→ Problem statement
Could you copy each line of the entries that contains "PerformanceConfig"?

(Dataset records)
++++++
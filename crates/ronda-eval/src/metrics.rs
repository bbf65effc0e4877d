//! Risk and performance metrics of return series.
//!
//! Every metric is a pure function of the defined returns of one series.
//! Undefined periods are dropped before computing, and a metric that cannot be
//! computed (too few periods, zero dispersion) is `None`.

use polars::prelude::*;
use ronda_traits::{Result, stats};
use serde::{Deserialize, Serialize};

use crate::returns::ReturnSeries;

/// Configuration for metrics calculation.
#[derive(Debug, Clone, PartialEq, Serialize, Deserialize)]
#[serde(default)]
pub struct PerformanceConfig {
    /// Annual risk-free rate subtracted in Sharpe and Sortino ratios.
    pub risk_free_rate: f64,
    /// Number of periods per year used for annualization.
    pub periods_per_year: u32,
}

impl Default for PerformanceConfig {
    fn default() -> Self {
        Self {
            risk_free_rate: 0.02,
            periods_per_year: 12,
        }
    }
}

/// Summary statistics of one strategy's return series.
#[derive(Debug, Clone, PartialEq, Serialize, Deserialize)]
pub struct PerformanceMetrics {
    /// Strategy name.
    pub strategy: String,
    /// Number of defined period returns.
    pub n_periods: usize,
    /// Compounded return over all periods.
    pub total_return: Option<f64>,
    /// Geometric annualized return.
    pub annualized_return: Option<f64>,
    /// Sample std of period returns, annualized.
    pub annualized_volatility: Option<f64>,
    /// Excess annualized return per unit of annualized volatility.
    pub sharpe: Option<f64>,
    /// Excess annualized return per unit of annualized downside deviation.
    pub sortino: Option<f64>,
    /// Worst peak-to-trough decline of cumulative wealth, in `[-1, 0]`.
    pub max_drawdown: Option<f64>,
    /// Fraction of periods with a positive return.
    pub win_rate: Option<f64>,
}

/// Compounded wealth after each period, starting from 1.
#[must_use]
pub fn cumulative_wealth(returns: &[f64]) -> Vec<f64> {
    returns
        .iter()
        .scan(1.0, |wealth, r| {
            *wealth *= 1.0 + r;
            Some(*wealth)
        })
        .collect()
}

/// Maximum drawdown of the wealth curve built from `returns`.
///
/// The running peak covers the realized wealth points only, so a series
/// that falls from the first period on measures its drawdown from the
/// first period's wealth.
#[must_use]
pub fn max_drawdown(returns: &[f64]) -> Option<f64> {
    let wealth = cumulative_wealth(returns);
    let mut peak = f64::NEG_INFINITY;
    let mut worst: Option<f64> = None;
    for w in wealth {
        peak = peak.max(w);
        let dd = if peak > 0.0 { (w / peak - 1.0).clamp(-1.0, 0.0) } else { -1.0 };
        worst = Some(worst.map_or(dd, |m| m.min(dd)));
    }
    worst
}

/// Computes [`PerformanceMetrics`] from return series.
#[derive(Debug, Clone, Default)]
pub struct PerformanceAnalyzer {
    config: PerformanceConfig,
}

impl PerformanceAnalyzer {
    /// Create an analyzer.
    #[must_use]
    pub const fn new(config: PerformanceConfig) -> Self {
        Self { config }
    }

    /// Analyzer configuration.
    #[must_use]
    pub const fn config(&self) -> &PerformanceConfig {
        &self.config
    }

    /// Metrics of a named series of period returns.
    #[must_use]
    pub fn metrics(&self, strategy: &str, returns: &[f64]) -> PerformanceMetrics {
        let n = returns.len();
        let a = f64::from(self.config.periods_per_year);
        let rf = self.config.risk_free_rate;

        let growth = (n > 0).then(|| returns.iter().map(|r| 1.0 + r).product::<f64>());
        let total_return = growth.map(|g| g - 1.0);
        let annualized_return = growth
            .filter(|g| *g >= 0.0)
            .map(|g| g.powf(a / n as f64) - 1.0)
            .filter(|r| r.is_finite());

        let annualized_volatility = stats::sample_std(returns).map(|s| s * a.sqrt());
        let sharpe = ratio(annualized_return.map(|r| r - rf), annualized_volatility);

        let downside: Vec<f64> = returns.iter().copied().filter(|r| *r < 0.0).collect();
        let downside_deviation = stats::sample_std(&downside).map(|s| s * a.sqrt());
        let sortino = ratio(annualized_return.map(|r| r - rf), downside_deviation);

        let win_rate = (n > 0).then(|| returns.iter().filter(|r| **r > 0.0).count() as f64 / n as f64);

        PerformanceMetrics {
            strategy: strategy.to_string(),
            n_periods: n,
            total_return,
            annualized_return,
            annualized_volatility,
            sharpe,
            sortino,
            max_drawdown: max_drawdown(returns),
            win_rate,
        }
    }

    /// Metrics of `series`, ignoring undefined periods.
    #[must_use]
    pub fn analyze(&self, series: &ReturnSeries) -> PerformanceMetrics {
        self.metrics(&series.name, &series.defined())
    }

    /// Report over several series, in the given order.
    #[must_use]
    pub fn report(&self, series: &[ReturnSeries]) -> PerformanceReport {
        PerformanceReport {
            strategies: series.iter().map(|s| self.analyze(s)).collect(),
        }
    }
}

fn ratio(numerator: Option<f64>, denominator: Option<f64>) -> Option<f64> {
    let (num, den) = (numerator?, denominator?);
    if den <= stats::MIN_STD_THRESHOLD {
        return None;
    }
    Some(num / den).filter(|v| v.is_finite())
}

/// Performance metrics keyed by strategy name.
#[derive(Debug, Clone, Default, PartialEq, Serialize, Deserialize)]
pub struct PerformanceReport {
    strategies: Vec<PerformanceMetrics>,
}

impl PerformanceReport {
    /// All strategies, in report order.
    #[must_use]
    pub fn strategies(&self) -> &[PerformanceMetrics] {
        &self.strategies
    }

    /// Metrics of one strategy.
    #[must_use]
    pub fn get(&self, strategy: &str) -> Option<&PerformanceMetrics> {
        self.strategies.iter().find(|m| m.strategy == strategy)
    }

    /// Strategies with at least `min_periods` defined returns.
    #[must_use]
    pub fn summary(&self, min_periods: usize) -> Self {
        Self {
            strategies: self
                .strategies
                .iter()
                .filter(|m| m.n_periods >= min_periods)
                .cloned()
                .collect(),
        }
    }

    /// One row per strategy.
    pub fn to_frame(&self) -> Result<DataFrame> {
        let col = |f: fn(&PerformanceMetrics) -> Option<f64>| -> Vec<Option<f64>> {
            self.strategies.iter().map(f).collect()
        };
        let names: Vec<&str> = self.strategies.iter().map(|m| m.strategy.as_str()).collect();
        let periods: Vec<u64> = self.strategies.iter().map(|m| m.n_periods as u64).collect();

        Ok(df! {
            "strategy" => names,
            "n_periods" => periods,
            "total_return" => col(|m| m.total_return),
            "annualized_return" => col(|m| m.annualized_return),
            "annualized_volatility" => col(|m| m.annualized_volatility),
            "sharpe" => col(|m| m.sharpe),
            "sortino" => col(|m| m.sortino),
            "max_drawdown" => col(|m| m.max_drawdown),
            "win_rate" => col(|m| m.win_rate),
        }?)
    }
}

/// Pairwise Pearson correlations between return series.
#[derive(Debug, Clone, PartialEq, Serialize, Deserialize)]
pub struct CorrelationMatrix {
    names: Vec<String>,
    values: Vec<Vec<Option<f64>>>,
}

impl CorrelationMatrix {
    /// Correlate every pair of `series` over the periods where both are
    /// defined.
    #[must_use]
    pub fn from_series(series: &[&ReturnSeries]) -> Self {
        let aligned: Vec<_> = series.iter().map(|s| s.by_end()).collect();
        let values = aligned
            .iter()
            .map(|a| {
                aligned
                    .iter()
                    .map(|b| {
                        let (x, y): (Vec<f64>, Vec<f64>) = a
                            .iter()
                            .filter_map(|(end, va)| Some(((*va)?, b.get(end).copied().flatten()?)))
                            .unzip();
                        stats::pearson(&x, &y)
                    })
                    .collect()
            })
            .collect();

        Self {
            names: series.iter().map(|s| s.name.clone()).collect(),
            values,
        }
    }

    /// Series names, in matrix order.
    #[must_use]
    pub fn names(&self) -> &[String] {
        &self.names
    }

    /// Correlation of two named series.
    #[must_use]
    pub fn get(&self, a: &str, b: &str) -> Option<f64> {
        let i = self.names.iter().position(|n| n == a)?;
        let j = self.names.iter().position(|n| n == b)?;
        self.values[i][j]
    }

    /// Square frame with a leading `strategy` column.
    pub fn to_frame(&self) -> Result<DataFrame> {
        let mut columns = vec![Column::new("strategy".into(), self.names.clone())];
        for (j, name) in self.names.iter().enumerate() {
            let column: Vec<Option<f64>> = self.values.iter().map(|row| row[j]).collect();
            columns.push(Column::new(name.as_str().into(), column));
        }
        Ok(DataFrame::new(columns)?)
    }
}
++++++
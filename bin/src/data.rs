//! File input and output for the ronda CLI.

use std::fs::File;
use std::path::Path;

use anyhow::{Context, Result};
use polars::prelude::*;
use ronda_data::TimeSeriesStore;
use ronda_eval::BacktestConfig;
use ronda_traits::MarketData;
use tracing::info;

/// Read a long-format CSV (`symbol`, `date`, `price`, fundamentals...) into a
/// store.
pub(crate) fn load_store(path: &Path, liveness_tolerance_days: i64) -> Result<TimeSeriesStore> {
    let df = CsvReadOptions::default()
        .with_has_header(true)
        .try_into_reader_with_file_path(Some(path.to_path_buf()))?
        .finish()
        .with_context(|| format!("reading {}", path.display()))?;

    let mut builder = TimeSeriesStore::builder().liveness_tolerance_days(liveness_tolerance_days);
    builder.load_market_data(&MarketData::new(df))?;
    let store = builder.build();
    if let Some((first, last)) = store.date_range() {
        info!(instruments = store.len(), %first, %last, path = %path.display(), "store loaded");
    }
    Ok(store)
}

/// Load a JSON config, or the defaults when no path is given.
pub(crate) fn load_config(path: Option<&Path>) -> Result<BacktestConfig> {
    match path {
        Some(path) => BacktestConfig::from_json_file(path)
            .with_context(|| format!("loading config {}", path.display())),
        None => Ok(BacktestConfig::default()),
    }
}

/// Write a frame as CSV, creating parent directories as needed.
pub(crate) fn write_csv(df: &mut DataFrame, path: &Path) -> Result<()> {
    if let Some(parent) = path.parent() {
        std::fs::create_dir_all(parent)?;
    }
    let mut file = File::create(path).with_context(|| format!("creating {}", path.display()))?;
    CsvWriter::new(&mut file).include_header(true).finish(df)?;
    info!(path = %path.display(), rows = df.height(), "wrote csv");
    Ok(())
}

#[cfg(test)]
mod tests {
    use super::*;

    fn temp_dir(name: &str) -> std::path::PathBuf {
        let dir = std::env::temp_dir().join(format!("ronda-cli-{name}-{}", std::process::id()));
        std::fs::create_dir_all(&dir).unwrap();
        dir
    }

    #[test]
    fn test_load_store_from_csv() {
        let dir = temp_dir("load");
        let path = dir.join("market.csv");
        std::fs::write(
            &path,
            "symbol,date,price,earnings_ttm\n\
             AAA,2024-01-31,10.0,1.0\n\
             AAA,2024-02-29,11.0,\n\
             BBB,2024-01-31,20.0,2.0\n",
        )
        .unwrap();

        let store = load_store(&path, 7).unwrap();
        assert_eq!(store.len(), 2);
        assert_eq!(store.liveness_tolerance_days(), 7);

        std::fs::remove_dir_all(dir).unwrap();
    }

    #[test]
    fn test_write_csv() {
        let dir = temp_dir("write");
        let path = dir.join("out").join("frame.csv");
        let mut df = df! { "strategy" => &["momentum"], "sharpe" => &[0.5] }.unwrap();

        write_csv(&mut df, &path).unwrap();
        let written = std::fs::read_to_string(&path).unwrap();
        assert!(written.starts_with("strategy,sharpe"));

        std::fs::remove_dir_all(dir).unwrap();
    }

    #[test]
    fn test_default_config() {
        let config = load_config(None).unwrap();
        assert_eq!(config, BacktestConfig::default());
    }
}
++++++
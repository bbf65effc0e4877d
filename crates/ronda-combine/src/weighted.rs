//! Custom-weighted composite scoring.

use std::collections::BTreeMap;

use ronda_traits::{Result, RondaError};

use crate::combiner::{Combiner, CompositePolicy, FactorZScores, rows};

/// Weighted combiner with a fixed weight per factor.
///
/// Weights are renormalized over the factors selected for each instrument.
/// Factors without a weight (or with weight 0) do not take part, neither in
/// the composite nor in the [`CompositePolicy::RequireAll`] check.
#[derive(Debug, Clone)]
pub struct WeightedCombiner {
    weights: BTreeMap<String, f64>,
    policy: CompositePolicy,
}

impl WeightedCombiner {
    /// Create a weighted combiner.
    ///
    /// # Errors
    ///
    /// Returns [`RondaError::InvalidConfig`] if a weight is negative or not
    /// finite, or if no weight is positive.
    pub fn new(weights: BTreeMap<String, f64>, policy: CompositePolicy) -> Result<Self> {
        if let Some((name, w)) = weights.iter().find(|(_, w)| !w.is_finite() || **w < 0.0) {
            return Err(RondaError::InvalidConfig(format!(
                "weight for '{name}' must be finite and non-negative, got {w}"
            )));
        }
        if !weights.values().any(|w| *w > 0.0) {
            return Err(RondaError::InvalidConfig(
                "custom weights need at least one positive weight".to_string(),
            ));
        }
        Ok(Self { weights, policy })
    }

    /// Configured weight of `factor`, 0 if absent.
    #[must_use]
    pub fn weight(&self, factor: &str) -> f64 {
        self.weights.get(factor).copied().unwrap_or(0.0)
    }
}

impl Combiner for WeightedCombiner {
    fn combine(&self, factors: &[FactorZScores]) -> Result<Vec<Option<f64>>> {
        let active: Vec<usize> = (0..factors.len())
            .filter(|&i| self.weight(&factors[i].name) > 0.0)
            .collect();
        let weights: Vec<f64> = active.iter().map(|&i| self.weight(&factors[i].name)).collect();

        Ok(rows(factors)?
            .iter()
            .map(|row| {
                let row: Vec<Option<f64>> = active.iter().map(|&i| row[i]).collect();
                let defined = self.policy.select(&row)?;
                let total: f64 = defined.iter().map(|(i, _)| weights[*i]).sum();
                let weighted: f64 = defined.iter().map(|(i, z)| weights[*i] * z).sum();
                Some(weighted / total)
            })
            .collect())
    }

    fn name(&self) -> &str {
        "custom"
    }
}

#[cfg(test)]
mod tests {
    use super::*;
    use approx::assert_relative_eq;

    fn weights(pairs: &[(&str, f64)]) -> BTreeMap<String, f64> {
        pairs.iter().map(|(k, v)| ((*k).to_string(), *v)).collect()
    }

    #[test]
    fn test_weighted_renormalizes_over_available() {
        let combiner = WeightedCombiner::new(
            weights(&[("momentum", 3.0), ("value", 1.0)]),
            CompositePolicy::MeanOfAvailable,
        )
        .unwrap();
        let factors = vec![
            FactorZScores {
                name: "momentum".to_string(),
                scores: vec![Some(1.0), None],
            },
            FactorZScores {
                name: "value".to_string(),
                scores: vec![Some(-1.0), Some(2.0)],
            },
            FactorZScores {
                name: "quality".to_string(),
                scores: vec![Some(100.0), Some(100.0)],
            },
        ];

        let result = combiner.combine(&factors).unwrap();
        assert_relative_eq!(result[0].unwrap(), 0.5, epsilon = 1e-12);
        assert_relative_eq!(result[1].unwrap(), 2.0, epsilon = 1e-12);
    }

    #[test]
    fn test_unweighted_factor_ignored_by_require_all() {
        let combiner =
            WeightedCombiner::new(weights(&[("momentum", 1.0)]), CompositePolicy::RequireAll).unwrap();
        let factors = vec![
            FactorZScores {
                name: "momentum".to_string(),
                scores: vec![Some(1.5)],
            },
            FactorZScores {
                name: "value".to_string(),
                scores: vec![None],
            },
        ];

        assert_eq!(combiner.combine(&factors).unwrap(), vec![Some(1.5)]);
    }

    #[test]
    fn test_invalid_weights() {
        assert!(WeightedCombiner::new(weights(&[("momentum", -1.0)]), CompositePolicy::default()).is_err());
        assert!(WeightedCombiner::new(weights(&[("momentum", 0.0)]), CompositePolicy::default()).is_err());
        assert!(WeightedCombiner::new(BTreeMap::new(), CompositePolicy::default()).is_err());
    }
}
++++++
→ Answer section
pub struct PerformanceConfig {
impl Default for PerformanceConfig {
    config: PerformanceConfig,
    pub const fn new(config: PerformanceConfig) -> Self {
    pub const fn config(&self) -> &PerformanceConfig {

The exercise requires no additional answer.